» WHAT TO DO: For this exercise, restate word for word only the lines from the first line of the data to the line containing "f64, lon2: f64)".

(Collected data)
○ ○ ○

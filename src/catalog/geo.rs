/// Mean Earth radius (IUGG)
const EARTH_RADIUS_KM: f64 = 6371.0088;

/// Great-circle distance in kilometres between two points given in degrees.
pub fn great_circle_km(lat1: f64, lon1: f64, lat2: f64, lon2: f64) -> f64 {
    let (phi1, phi2) = (lat1.to_radians(), lat2.to_radians());
    let d_phi = (lat2 - lat1).to_radians();
    let d_lambda = (lon2 - lon1).to_radians();

    let a = (d_phi / 2.0).sin().powi(2) + phi1.cos() * phi2.cos() * (d_lambda / 2.0).sin().powi(2);
    // clamp guards against rounding pushing `a` past 1 for antipodal points
    2.0 * EARTH_RADIUS_KM * a.sqrt().min(1.0).asin()
}

#[cfg(test)]
mod tests {
    use super::*;

    #[test]
    fn test_zero_distance() {
        assert_eq!(great_circle_km(38.0, 27.0, 38.0, 27.0), 0.0);
    }

    #[test]
    fn test_one_degree_of_latitude() {
        let d = great_circle_km(0.0, 30.0, 1.0, 30.0);
        assert!((d - 111.19).abs() < 0.1, "got {d}");
    }

    #[test]
    fn test_known_city_pair() {
        // Istanbul -> Ankara, roughly 350 km
        let d = great_circle_km(41.0082, 28.9784, 39.9334, 32.8597);
        assert!((340.0..360.0).contains(&d), "got {d}");
    }
}
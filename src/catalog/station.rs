use serde::{Deserialize, Serialize};
use std::collections::BTreeSet;
use std::fmt;
use std::str::FromStr;

use crate::error::ConfigError;

/// Instrument type offered by a station.
///
/// Declaration order is the selection priority for hybrid stations:
/// a station offering several types is requested with the smallest one.
#[derive(Debug, Clone, Copy, PartialEq, Eq, PartialOrd, Ord, Hash, Serialize, Deserialize)]
pub enum DeviceType {
    /// High gain seismometer
    H,
    /// Low gain seismometer
    L,
    /// Accelerometer
    N,
}

impl DeviceType {
    pub const ALL: [DeviceType; 3] = [DeviceType::H, DeviceType::L, DeviceType::N];

    pub fn as_str(&self) -> &'static str {
        match self {
            DeviceType::H => "H",
            DeviceType::L => "L",
            DeviceType::N => "N",
        }
    }
}

impl fmt::Display for DeviceType {
    fn fmt(&self, f: &mut fmt::Formatter<'_>) -> fmt::Result {
        f.write_str(self.as_str())
    }
}

impl FromStr for DeviceType {
    type Err = ConfigError;

    fn from_str(s: &str) -> Result<Self, Self::Err> {
        match s.trim() {
            "H" => Ok(DeviceType::H),
            "L" => Ok(DeviceType::L),
            "N" => Ok(DeviceType::N),
            other => Err(ConfigError::UnknownDeviceType(other.to_string())),
        }
    }
}

/// One station row as returned by the portal's `GetStations` endpoint.
///
/// Only the fields used for selection are kept; everything else in the
/// payload is ignored.
#[derive(Debug, Clone, PartialEq, Serialize, Deserialize)]
pub struct InventoryStation {
    pub network: String,
    pub code: String,
    pub latitude: f64,
    pub longitude: f64,
    #[serde(rename = "deviceH", default)]
    pub device_h: bool,
    #[serde(rename = "deviceL", default)]
    pub device_l: bool,
    #[serde(rename = "deviceN", default)]
    pub device_n: bool,
}

impl InventoryStation {
    /// `NET.CODE` identifier
    pub fn id(&self) -> String {
        format!("{}.{}", self.network, self.code)
    }

    pub fn devices(&self) -> BTreeSet<DeviceType> {
        let mut devices = BTreeSet::new();
        if self.device_h {
            devices.insert(DeviceType::H);
        }
        if self.device_l {
            devices.insert(DeviceType::L);
        }
        if self.device_n {
            devices.insert(DeviceType::N);
        }
        devices
    }

    pub(crate) fn validate(&self) -> Result<(), ConfigError> {
        let malformed = |reason: String| ConfigError::MalformedInventory {
            station: self.id(),
            reason,
        };

        if self.network.trim().is_empty() || self.code.trim().is_empty() {
            return Err(malformed("empty network or station code".to_string()));
        }
        if !self.latitude.is_finite() || !(-90.0..=90.0).contains(&self.latitude) {
            return Err(malformed(format!("latitude {} out of range", self.latitude)));
        }
        if !self.longitude.is_finite() || !(-180.0..=180.0).contains(&self.longitude) {
            return Err(malformed(format!(
                "longitude {} out of range",
                self.longitude
            )));
        }
        Ok(())
    }
}

/// A resolved station with exactly one device type chosen for the request.
#[derive(Debug, Clone, PartialEq, Serialize, Deserialize)]
pub struct SelectedStation {
    pub network: String,
    pub code: String,
    pub latitude: f64,
    pub longitude: f64,
    pub device: DeviceType,
}

impl SelectedStation {
    pub fn id(&self) -> String {
        format!("{}.{}", self.network, self.code)
    }
}

#[cfg(test)]
mod tests {
    use super::*;

    #[test]
    fn test_device_priority_order() {
        let mut devices = vec![DeviceType::N, DeviceType::H, DeviceType::L];
        devices.sort();
        assert_eq!(devices, DeviceType::ALL.to_vec());
    }

    #[test]
    fn test_parse_portal_row() {
        let json = r#"{
            "network": "TK", "code": "3126", "latitude": 37.5, "longitude": 36.9,
            "deviceH": false, "deviceL": false, "deviceN": true,
            "deviceNZ": true, "name": "Pazarcik"
        }"#;
        let station: InventoryStation = serde_json::from_str(json).unwrap();
        assert_eq!(station.id(), "TK.3126");
        assert_eq!(station.devices().into_iter().collect::<Vec<_>>(), vec![DeviceType::N]);
        assert!(station.validate().is_ok());
    }

    #[test]
    fn test_rejects_out_of_range_coordinates() {
        let station = InventoryStation {
            network: "KO".into(),
            code: "DKL".into(),
            latitude: 123.0,
            longitude: 30.0,
            device_h: true,
            device_l: false,
            device_n: false,
        };
        assert!(matches!(
            station.validate(),
            Err(ConfigError::MalformedInventory { .. })
        ));
    }

    #[test]
    fn test_unknown_device_type() {
        assert!("H".parse::<DeviceType>().is_ok());
        assert!(matches!(
            "X".parse::<DeviceType>(),
            Err(ConfigError::UnknownDeviceType(_))
        ));
    }
}
//! Domain-specific error types for dl-tdvms
//!
//! This module provides structured error handling with proper error chains
//! and context preservation.

use std::path::PathBuf;
use thiserror::Error;

use crate::state::{BatchStatus, DriftReport};

/// Top-level error type for the dl-tdvms application
#[derive(Error, Debug)]
pub enum DlTdvmsError {
    #[error("Configuration error: {0}")]
    Config(#[from] ConfigError),

    #[error("Portal error: {0}")]
    Portal(#[from] PortalError),

    #[error("Mail error: {0}")]
    Mail(#[from] MailError),

    #[error("State error: {0}")]
    State(#[from] StateError),

    #[error("Validation error: {0}")]
    Validation(#[from] ValidationError),

    #[error("Operation cancelled")]
    Cancelled,

    #[error("I/O error: {0}")]
    Io(#[from] std::io::Error),
}

impl DlTdvmsError {
    /// Whether the failed operation may succeed if attempted again later
    pub fn is_retryable(&self) -> bool {
        match self {
            DlTdvmsError::Portal(e) => e.is_retryable(),
            DlTdvmsError::Mail(e) => e.is_retryable(),
            DlTdvmsError::Io(e) => matches!(
                e.kind(),
                std::io::ErrorKind::TimedOut
                    | std::io::ErrorKind::ConnectionRefused
                    | std::io::ErrorKind::ConnectionReset
                    | std::io::ErrorKind::ConnectionAborted
                    | std::io::ErrorKind::Interrupted
            ),
            _ => false,
        }
    }
}

/// Request configuration and tool settings errors
#[derive(Error, Debug)]
pub enum ConfigError {
    #[error("Configuration file not found: {0}")]
    NotFound(PathBuf),

    #[error("Failed to parse configuration: {0}")]
    ParseError(String),

    #[error("Invalid configuration: {field}: {reason}")]
    Invalid { field: String, reason: String },

    #[error("Unknown selection type: {0}")]
    UnknownSelection(String),

    #[error("Unknown device type: {0} (expected one of H, L, N)")]
    UnknownDeviceType(String),

    #[error("Unrecognized data format: {0} (expected mseed, fseed or inventory)")]
    UnknownDataFormat(String),

    #[error("Invalid network {0}")]
    UnknownNetwork(String),

    #[error("No stations match the selection")]
    NoStations,

    #[error("Malformed station inventory entry {station}: {reason}")]
    MalformedInventory { station: String, reason: String },

    #[error("Invalid path: {path}: {reason}")]
    InvalidPath { path: PathBuf, reason: String },
}

/// Portal (HTTP) errors for inventory fetches, submissions and archive downloads
#[derive(Error, Debug)]
pub enum PortalError {
    #[error("Request to {url} failed: {source}")]
    Transport {
        url: String,
        #[source]
        source: reqwest::Error,
    },

    #[error("Request to {url} timed out after {seconds}s")]
    Timeout { url: String, seconds: u64 },

    #[error("{url} answered with HTTP status {status}")]
    Status { url: String, status: u16 },

    #[error("Portal is busy, the previous request may still be in progress")]
    Busy,

    #[error("Portal rejected the request (general error)")]
    Rejected,

    #[error("Unexpected portal response: {0}")]
    UnexpectedResponse(String),
}

impl PortalError {
    pub fn is_retryable(&self) -> bool {
        match self {
            PortalError::Transport { source, .. } => {
                source.is_timeout() || source.is_connect() || source.is_request()
            }
            PortalError::Timeout { .. } | PortalError::Busy | PortalError::Rejected => true,
            PortalError::Status { status, .. } => *status == 429 || *status >= 500,
            PortalError::UnexpectedResponse(_) => false,
        }
    }

    /// Classify a reqwest error against its URL
    pub(crate) fn from_reqwest(url: &str, source: reqwest::Error, timeout_secs: u64) -> Self {
        if source.is_timeout() {
            PortalError::Timeout {
                url: url.to_string(),
                seconds: timeout_secs,
            }
        } else {
            PortalError::Transport {
                url: url.to_string(),
                source,
            }
        }
    }
}

/// Mailbox access and message parsing errors
#[derive(Error, Debug)]
pub enum MailError {
    #[error("IMAP error: {0}")]
    Imap(#[from] imap::Error),

    #[error("TLS error: {0}")]
    Tls(#[from] native_tls::Error),

    #[error("Mailbox operation timed out after {seconds}s")]
    Timeout { seconds: u64 },

    #[error("Failed to parse message {id}: {reason}")]
    Parse { id: String, reason: String },

    #[error("Download link couldn't be found in message {id}")]
    NoLink { id: String },

    #[error("Mailbox worker failed: {0}")]
    Worker(String),
}

impl MailError {
    pub fn is_retryable(&self) -> bool {
        matches!(
            self,
            MailError::Imap(imap::Error::Io(_))
                | MailError::Imap(imap::Error::ConnectionLost)
                | MailError::Timeout { .. }
        )
    }
}

/// Progress state store errors
#[derive(Error, Debug)]
pub enum StateError {
    #[error("Failed to access state file {path}: {source}")]
    Io {
        path: PathBuf,
        #[source]
        source: std::io::Error,
    },

    #[error("State file {path} is not valid: {source}")]
    Corrupt {
        path: PathBuf,
        #[source]
        source: serde_json::Error,
    },

    #[error("Batch {index}: cannot move from {from} to {to}")]
    InvalidTransition {
        index: usize,
        from: BatchStatus,
        to: BatchStatus,
    },

    #[error("Batch {0} does not exist in this run")]
    UnknownBatch(usize),

    #[error("State for {config_id} is in use by another process (lock {lock})")]
    Locked { config_id: String, lock: PathBuf },

    #[error("{0}")]
    Drift(DriftReport),
}

/// Archive validation errors
#[derive(Error, Debug)]
pub enum ValidationError {
    #[error("Archive {path} is corrupt: {reason}")]
    Corrupt { path: PathBuf, reason: String },

    #[error("Failed to open archive {path}: {source}")]
    Open {
        path: PathBuf,
        #[source]
        source: std::io::Error,
    },
}

/// Result type alias using DlTdvmsError
pub type Result<T> = std::result::Result<T, DlTdvmsError>;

○ ○ ○

» ANSWER TO THIS EXERCISE:
filename src/catalog/geo.rs
/// Mean Earth radius (IUGG)
const EARTH_RADIUS_KM: f64 = 6371.0088;

/// Great-circle distance in kilometres between two points given in degrees.
pub fn great_circle_km(lat1: f64, lon1: f64, lat2: f64, lon2: f64) -> f64 {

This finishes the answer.